TASK OBJECTIVE — The response should be a precise copy of every entry.

[[ PROVIDED MATERIAL open ]]

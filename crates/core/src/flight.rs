//! Flight identity and status codes

use serde::{Deserialize, Serialize};
use std::fmt;
use strum_macros::{Display, EnumIter, EnumString};
use thiserror::Error;

use crate::Principal;

#[derive(Error, Debug, Clone, PartialEq, Eq)]
pub enum FlightStatusError {
    #[error("Unknown flight status code: {0}")]
    UnknownCode(u8),
}

/// Flight status as reported by oracles
///
/// Numeric codes are part of the external contract with oracle agents.
/// Only [`FlightStatus::LateAirline`] is an insurable cause.
#[derive(
    Debug, Clone, Copy, PartialEq, Eq, Hash, PartialOrd, Ord, Serialize, Deserialize, Display,
    EnumString, EnumIter, Default,
)]
#[strum(serialize_all = "SCREAMING_SNAKE_CASE")]
#[serde(rename_all = "SCREAMING_SNAKE_CASE")]
pub enum FlightStatus {
    #[default]
    Unknown,
    OnTime,
    LateAirline,
    LateWeather,
    LateTechnical,
    LateOther,
}

impl FlightStatus {
    pub fn code(&self) -> u8 {
        match self {
            FlightStatus::Unknown => 0,
            FlightStatus::OnTime => 10,
            FlightStatus::LateAirline => 20,
            FlightStatus::LateWeather => 30,
            FlightStatus::LateTechnical => 40,
            FlightStatus::LateOther => 50,
        }
    }

    /// True for the single status that triggers insurance payouts
    pub fn is_insurable(&self) -> bool {
        matches!(self, FlightStatus::LateAirline)
    }

    /// A flight is finalized once its status leaves `Unknown`
    pub fn is_final(&self) -> bool {
        !matches!(self, FlightStatus::Unknown)
    }
}

impl TryFrom<u8> for FlightStatus {
    type Error = FlightStatusError;

    fn try_from(code: u8) -> Result<Self, Self::Error> {
        Ok(match code {
            0 => FlightStatus::Unknown,
            10 => FlightStatus::OnTime,
            20 => FlightStatus::LateAirline,
            30 => FlightStatus::LateWeather,
            40 => FlightStatus::LateTechnical,
            50 => FlightStatus::LateOther,
            other => return Err(FlightStatusError::UnknownCode(other)),
        })
    }
}

/// Composite key of a flight: (airline, designator, scheduled timestamp)
#[derive(Debug, Clone, PartialEq, Eq, PartialOrd, Ord, Hash, Serialize, Deserialize)]
pub struct FlightKey {
    pub airline: Principal,
    pub designator: String,
    /// Scheduled departure, unix milliseconds
    pub timestamp: u64,
}

impl FlightKey {
    pub fn new(airline: Principal, designator: impl Into<String>, timestamp: u64) -> Self {
        Self {
            airline,
            designator: designator.into(),
            timestamp,
        }
    }
}

impl fmt::Display for FlightKey {
    fn fmt(&self, f: &mut fmt::Formatter<'_>) -> fmt::Result {
        write!(f, "{}:{}@{}", self.airline, self.designator, self.timestamp)
    }
}

#[cfg(test)]
mod tests {
    use super::*;
    use strum::IntoEnumIterator;

    #[test]
    fn test_status_codes_roundtrip() {
        for status in FlightStatus::iter() {
            assert_eq!(FlightStatus::try_from(status.code()).unwrap(), status);
        }
        assert_eq!(FlightStatus::LateAirline.code(), 20);
    }

    #[test]
    fn test_unknown_code_rejected() {
        assert_eq!(
            FlightStatus::try_from(25),
            Err(FlightStatusError::UnknownCode(25))
        );
    }

    #[test]
    fn test_only_late_airline_is_insurable() {
        let insurable: Vec<_> = FlightStatus::iter().filter(|s| s.is_insurable()).collect();
        assert_eq!(insurable, vec![FlightStatus::LateAirline]);
        assert!(!FlightStatus::Unknown.is_final());
        assert!(FlightStatus::OnTime.is_final());
    }

    #[test]
    fn test_status_parse() {
        assert_eq!("LATE_AIRLINE".parse::<FlightStatus>().unwrap(), FlightStatus::LateAirline);
        assert_eq!(FlightStatus::OnTime.to_string(), "ON_TIME");
    }

    #[test]
    fn test_flight_key_display() {
        let key = FlightKey::new(Principal::from("0xA1"), "ND1309", 1624103191959);
        assert_eq!(key.to_string(), "0xA1:ND1309@1624103191959");
    }
}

[[ PROVIDED MATERIAL closed ]]

SOLUTION TO THIS PROBLEM —
filename crates/core/src/flight.rs
//! Flight identity and status codes

use serde::{Deserialize, Serialize};
use std::fmt;
use strum_macros::{Display, EnumIter, EnumString};
use thiserror::Error;

use crate::Principal;

#[derive(Error, Debug, Clone, PartialEq, Eq)]
pub enum FlightStatusError {
    #[error("Unknown flight status code: {0}")]
    UnknownCode(u8),
}

/// Flight status as reported by oracles
///
/// Numeric codes are part of the external contract with oracle agents.
/// Only [`FlightStatus::LateAirline`] is an insurable cause.
#[derive(
    Debug, Clone, Copy, PartialEq, Eq, Hash, PartialOrd, Ord, Serialize, Deserialize, Display,
    EnumString, EnumIter, Default,
)]
#[strum(serialize_all = "SCREAMING_SNAKE_CASE")]
#[serde(rename_all = "SCREAMING_SNAKE_CASE")]
pub enum FlightStatus {
    #[default]
    Unknown,
    OnTime,
    LateAirline,
    LateWeather,
    LateTechnical,
    LateOther,
}

impl FlightStatus {
    pub fn code(&self) -> u8 {
        match self {
            FlightStatus::Unknown => 0,
            FlightStatus::OnTime => 10,
            FlightStatus::LateAirline => 20,
            FlightStatus::LateWeather => 30,
            FlightStatus::LateTechnical => 40,
            FlightStatus::LateOther => 50,
        }
    }

    /// True for the single status that triggers insurance payouts
    pub fn is_insurable(&self) -> bool {
        matches!(self, FlightStatus::LateAirline)
    }

    /// A flight is finalized once its status leaves `Unknown`
    pub fn is_final(&self) -> bool {
        !matches!(self, FlightStatus::Unknown)
    }
}

impl TryFrom<u8> for FlightStatus {
    type Error = FlightStatusError;

    fn try_from(code: u8) -> Result<Self, Self::Error> {
        Ok(match code {
            0 => FlightStatus::Unknown,
            10 => FlightStatus::OnTime,
            20 => FlightStatus::LateAirline,
            30 => FlightStatus::LateWeather,
            40 => FlightStatus::LateTechnical,
            50 => FlightStatus::LateOther,
            other => return Err(FlightStatusError::UnknownCode(other)),
        })
    }
}

/// Composite key of a flight: (airline, designator, scheduled timestamp)
#[derive(Debug, Clone, PartialEq, Eq, PartialOrd, Ord, Hash, Serialize, Deserialize)]
pub struct FlightKey {
    pub airline: Principal,
    pub designator: String,
    /// Scheduled departure, unix milliseconds
    pub timestamp: u64,
}

impl FlightKey {
    pub fn new(airline: Principal, designator: impl Into<String>, timestamp: u64) -> Self {
        Self {
            airline,
            designator: designator.into(),
            timestamp,
        }
    }
}

impl fmt::Display for FlightKey {
    fn fmt(&self, f: &mut fmt::Formatter<'_>) -> fmt::Result {
        write!(f, "{}:{}@{}", self.airline, self.designator, self.timestamp)
    }
}

#[cfg(test)]
mod tests {
    use super::*;
    use strum::IntoEnumIterator;

    #[test]
    fn test_status_codes_roundtrip() {
        for status in FlightStatus::iter() {
            assert_eq!(FlightStatus::try_from(status.code()).unwrap(), status);
        }
        assert_eq!(FlightStatus::LateAirline.code(), 20);
    }

    #[test]
    fn test_unknown_code_rejected() {
        assert_eq!(
            FlightStatus::try_from(25),
            Err(FlightStatusError::UnknownCode(25))
        );
    }

    #[test]
    fn test_only_late_airline_is_insurable() {
        let insurable: Vec<_> = FlightStatus::iter().filter(|s| s.is_insurable()).collect();
        assert_eq!(insurable, vec![FlightStatus::LateAirline]);
        assert!(!FlightStatus::Unknown.is_final());
        assert!(FlightStatus::OnTime.is_final());
    }

    #[test]
    fn test_status_parse() {
        assert_eq!("LATE_AIRLINE".parse::<FlightStatus>().unwrap(), FlightStatus::LateAirline);
        assert_eq!(FlightStatus::OnTime.to_string(), "ON_TIME");
    }

    #[test]
    fn test_flight_key_display() {
        let key = FlightKey::new(Principal::from("0xA1"), "ND1309", 1624103191959);
        assert_eq!(key.to_string(), "0xA1:ND1309@1624103191959");
    }
}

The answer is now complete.